Problem details | Find the line with "socket closed by" in the entries below, then reproduce it and every line after it down to and including the line with "for its response.", exactly.

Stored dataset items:

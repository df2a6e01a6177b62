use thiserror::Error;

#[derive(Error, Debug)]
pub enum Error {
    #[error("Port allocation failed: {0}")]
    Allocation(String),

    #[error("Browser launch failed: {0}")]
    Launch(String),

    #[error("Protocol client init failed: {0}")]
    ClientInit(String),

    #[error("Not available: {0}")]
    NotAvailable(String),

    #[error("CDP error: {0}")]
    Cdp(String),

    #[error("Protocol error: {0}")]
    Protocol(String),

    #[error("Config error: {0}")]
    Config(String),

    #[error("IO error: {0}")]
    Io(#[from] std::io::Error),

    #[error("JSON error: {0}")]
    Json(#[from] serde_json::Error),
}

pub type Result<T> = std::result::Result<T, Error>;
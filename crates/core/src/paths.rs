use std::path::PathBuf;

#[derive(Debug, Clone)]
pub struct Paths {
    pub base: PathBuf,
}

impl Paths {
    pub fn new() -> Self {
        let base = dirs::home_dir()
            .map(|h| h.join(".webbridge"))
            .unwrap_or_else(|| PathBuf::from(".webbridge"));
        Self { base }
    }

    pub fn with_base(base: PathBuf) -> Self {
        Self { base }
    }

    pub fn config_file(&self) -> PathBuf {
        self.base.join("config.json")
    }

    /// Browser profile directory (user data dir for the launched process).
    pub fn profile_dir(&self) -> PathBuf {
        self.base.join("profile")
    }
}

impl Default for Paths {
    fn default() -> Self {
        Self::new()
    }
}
...
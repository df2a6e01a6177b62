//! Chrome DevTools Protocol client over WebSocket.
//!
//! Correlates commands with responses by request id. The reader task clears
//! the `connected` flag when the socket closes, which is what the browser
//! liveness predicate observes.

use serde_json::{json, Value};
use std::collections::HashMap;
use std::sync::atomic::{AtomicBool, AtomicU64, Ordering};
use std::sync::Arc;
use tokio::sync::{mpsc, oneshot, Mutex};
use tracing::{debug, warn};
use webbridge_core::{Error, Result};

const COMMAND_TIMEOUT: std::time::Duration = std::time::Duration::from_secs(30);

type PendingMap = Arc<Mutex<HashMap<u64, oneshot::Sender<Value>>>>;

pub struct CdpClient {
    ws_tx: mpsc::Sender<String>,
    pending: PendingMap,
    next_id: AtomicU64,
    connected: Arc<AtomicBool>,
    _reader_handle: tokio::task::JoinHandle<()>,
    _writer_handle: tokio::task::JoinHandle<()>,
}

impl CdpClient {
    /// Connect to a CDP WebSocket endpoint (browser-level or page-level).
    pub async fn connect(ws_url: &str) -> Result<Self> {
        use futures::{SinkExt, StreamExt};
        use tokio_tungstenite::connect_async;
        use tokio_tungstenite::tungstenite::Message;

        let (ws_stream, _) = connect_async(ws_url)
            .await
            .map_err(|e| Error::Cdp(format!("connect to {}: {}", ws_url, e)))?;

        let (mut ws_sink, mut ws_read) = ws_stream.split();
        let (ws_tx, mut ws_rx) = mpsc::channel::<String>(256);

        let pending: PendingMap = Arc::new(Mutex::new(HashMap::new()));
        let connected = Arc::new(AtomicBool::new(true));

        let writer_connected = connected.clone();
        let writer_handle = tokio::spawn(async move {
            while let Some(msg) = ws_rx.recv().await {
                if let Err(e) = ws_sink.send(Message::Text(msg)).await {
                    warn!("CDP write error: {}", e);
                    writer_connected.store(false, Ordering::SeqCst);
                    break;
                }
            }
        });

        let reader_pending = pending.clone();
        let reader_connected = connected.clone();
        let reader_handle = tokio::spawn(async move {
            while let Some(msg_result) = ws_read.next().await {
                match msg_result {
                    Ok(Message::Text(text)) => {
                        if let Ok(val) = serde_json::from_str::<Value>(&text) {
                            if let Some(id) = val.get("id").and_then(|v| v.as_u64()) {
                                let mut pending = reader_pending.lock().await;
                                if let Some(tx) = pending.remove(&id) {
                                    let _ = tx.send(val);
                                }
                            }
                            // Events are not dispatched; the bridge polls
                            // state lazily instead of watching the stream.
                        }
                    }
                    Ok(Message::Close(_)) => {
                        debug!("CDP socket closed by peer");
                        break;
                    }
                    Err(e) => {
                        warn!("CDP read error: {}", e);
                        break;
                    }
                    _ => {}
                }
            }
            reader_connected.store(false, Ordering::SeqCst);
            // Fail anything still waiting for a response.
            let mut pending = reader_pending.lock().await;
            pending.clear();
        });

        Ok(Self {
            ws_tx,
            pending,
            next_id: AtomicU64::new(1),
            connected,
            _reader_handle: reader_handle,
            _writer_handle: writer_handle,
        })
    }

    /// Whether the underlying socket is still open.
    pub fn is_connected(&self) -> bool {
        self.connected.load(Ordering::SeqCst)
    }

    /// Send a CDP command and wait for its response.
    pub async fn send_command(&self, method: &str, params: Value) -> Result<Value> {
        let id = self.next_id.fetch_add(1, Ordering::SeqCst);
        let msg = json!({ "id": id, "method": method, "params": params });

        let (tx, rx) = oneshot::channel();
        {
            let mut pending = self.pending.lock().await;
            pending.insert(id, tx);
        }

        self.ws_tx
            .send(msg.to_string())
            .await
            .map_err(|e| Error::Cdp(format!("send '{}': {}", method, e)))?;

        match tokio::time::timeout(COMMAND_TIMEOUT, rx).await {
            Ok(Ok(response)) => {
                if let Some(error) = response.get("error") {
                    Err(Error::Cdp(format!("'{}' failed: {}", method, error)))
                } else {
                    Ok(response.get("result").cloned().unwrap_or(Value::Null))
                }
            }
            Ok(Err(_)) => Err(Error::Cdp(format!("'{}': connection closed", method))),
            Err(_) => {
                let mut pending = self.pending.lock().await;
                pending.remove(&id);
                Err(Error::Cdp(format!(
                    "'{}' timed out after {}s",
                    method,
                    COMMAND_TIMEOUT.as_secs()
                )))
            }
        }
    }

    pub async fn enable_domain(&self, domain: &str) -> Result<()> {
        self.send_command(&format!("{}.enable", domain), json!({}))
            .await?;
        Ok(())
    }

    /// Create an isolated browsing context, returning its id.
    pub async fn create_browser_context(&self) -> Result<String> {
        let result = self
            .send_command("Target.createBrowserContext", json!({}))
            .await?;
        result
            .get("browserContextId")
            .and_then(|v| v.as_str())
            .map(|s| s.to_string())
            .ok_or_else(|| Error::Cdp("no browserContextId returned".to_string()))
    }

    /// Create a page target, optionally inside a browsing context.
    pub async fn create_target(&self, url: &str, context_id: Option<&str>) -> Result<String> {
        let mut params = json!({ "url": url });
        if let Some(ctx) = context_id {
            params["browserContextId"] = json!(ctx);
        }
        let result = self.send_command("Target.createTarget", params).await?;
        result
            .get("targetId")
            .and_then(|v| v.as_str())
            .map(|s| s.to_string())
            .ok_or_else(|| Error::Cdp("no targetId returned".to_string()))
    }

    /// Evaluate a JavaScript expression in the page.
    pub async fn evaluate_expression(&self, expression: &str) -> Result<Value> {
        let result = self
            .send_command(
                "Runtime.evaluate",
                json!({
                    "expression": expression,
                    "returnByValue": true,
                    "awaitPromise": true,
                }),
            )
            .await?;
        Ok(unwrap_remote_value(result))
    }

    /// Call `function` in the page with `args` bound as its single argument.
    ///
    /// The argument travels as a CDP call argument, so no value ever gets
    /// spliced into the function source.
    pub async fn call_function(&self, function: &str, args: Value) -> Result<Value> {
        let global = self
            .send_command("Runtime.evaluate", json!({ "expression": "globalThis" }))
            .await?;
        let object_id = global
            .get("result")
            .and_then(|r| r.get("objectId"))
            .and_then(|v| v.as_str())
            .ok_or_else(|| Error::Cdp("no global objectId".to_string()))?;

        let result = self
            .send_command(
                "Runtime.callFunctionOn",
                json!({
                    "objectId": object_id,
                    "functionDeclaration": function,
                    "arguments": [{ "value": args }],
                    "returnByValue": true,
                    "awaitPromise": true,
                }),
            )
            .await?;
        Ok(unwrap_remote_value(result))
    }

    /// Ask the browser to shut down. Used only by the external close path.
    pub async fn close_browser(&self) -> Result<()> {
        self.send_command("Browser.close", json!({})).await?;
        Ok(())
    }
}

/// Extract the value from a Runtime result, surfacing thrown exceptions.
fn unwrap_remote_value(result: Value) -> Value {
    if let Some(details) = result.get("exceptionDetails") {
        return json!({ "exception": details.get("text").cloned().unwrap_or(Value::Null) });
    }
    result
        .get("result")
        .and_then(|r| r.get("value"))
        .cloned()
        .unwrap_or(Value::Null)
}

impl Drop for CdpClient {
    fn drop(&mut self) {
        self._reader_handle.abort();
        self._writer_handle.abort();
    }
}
--
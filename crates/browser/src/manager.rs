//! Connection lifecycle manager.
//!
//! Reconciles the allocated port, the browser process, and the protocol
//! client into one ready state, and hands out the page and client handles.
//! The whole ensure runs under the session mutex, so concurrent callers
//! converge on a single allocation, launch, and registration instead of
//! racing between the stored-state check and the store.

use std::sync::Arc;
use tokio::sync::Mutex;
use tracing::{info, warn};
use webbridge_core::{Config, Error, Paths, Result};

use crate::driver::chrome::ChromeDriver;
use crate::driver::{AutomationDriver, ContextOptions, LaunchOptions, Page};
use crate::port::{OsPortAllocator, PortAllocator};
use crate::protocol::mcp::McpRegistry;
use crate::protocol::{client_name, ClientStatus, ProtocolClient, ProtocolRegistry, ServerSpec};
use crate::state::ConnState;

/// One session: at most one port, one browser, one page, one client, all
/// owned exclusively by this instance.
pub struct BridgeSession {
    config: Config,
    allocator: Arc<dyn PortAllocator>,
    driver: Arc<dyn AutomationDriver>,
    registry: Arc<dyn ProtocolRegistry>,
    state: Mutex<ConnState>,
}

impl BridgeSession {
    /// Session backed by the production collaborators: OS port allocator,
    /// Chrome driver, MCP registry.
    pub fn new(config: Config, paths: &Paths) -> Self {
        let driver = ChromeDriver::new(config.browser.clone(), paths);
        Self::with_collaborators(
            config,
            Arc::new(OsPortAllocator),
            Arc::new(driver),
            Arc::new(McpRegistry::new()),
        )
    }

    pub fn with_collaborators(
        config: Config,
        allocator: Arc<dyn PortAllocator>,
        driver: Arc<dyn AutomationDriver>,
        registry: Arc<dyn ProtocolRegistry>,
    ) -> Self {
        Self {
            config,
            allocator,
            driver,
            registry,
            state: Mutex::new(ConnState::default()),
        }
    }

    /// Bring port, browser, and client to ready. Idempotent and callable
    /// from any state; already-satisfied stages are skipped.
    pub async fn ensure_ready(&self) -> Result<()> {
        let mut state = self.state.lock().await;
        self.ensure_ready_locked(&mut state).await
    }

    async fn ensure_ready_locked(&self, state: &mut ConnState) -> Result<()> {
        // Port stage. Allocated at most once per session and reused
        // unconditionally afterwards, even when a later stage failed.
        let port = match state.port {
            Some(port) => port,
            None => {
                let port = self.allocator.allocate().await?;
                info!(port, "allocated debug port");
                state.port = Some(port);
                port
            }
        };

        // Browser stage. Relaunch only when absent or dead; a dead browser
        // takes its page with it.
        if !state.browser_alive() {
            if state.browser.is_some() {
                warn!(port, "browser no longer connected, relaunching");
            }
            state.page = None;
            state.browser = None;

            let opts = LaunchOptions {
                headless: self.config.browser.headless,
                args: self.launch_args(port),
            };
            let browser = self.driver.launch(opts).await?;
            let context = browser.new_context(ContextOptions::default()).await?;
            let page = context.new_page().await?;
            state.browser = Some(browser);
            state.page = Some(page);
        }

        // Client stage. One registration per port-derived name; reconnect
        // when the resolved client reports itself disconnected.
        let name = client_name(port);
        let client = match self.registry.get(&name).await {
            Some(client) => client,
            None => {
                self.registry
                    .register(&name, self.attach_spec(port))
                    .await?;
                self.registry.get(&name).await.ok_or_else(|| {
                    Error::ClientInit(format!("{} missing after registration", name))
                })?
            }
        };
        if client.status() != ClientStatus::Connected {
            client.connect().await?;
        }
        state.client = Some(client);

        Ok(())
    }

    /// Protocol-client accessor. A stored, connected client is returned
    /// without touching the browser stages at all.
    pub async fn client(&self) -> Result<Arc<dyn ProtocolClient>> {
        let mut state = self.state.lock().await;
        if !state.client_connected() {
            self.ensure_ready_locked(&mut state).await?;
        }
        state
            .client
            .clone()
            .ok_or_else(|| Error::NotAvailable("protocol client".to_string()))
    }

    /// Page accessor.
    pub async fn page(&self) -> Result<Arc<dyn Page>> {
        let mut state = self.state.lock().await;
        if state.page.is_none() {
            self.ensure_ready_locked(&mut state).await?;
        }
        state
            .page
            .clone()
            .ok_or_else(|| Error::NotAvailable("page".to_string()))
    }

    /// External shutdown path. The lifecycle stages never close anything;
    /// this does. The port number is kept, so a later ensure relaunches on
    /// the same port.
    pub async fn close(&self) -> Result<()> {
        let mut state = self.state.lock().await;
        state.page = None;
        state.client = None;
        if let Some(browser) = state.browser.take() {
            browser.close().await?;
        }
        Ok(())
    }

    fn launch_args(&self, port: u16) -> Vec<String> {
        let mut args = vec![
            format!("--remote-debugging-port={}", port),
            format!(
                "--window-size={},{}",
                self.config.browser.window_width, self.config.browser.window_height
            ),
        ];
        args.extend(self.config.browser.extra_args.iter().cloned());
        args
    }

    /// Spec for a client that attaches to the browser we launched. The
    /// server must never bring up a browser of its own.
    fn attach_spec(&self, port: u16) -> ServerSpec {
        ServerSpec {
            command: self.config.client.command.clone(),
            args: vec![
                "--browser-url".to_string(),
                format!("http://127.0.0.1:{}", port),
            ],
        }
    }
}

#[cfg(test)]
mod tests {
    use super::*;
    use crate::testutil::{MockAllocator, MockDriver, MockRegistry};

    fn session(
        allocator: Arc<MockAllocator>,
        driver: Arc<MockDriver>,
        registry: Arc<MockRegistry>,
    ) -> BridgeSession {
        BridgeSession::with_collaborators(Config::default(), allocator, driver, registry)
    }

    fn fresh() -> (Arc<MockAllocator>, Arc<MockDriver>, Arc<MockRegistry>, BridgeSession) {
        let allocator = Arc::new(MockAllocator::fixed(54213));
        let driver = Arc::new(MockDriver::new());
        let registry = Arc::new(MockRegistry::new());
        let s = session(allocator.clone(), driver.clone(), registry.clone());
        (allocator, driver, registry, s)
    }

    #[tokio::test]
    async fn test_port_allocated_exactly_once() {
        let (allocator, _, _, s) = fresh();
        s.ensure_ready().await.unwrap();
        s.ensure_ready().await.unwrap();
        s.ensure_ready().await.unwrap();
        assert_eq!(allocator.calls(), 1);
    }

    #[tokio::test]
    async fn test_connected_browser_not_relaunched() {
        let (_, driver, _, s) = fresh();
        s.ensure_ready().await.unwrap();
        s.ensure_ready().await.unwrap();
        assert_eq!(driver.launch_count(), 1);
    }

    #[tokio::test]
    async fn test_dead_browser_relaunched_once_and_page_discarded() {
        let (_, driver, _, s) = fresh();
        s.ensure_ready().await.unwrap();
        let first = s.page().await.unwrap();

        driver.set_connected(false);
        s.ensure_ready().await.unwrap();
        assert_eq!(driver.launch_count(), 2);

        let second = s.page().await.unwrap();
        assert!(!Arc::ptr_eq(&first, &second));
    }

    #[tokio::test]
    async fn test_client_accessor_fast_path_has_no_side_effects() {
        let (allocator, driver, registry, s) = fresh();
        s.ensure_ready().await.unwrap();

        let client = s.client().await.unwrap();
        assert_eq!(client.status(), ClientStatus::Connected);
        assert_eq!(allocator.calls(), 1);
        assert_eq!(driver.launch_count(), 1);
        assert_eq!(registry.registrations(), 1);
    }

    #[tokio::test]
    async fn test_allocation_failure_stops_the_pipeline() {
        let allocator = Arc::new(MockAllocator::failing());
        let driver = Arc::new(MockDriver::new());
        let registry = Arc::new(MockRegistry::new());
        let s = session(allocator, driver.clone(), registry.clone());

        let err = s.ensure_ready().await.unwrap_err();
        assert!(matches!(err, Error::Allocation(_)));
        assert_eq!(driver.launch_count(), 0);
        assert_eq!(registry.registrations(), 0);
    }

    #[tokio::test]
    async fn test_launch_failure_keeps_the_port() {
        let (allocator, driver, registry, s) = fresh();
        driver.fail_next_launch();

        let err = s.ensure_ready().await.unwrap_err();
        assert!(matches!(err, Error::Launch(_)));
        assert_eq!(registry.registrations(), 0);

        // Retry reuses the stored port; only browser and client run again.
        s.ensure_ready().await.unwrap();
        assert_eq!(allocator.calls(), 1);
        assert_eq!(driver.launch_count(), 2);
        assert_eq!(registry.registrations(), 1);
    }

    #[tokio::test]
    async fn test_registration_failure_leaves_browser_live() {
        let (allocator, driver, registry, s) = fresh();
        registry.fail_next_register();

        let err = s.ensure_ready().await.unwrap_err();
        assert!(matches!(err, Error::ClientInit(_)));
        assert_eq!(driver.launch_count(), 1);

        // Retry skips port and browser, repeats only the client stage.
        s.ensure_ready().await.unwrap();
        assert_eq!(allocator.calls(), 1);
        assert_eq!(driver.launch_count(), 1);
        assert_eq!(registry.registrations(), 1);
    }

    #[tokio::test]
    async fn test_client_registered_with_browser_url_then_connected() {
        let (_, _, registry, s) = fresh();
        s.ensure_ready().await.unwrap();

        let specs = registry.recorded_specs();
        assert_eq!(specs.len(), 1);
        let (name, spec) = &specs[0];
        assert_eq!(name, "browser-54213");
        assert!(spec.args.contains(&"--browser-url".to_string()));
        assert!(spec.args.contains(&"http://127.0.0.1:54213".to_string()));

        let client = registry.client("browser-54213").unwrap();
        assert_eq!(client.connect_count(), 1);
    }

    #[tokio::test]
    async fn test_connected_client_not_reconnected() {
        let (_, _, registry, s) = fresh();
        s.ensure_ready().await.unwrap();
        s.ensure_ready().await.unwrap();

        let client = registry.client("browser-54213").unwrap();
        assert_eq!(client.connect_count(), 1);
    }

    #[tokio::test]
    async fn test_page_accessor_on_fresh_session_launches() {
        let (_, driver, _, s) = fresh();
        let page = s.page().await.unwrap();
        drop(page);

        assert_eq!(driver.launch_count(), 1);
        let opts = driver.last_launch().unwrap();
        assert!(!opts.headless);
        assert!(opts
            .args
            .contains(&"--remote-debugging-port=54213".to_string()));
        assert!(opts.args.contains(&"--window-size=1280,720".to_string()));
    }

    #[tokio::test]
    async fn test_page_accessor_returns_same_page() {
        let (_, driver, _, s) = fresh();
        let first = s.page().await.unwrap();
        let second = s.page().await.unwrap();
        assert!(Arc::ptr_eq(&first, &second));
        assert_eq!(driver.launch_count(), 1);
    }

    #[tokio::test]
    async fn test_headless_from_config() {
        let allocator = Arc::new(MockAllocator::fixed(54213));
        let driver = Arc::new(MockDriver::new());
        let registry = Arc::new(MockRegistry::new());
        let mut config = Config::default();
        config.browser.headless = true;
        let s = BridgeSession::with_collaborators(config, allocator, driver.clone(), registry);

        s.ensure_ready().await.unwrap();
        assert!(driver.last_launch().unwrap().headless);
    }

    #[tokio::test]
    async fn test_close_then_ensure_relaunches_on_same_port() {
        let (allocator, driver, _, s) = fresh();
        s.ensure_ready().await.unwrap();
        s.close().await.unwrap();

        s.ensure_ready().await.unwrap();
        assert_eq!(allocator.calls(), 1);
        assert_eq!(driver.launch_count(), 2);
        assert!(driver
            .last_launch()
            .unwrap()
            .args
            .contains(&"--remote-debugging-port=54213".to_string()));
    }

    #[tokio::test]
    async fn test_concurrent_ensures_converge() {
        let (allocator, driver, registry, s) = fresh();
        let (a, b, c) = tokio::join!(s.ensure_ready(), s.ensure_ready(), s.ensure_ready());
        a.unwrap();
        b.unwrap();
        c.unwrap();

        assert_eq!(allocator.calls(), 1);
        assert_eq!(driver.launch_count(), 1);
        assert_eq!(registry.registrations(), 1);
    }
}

Answer space |
                        debug!("CDP socket closed by peer");
                        break;
                    }
                    Err(e) => {
                        warn!("CDP read error: {}", e);
                        break;
                    }
                    _ => {}
                }
            }
            reader_connected.store(false, Ordering::SeqCst);
            // Fail anything still waiting for a response.
            let mut pending = reader_pending.lock().await;
            pending.clear();
        });

        Ok(Self {
            ws_tx,
            pending,
            next_id: AtomicU64::new(1),
            connected,
            _reader_handle: reader_handle,
            _writer_handle: writer_handle,
        })
    }

    /// Whether the underlying socket is still open.
    pub fn is_connected(&self) -> bool {
        self.connected.load(Ordering::SeqCst)
    }

    /// Send a CDP command and wait for its response.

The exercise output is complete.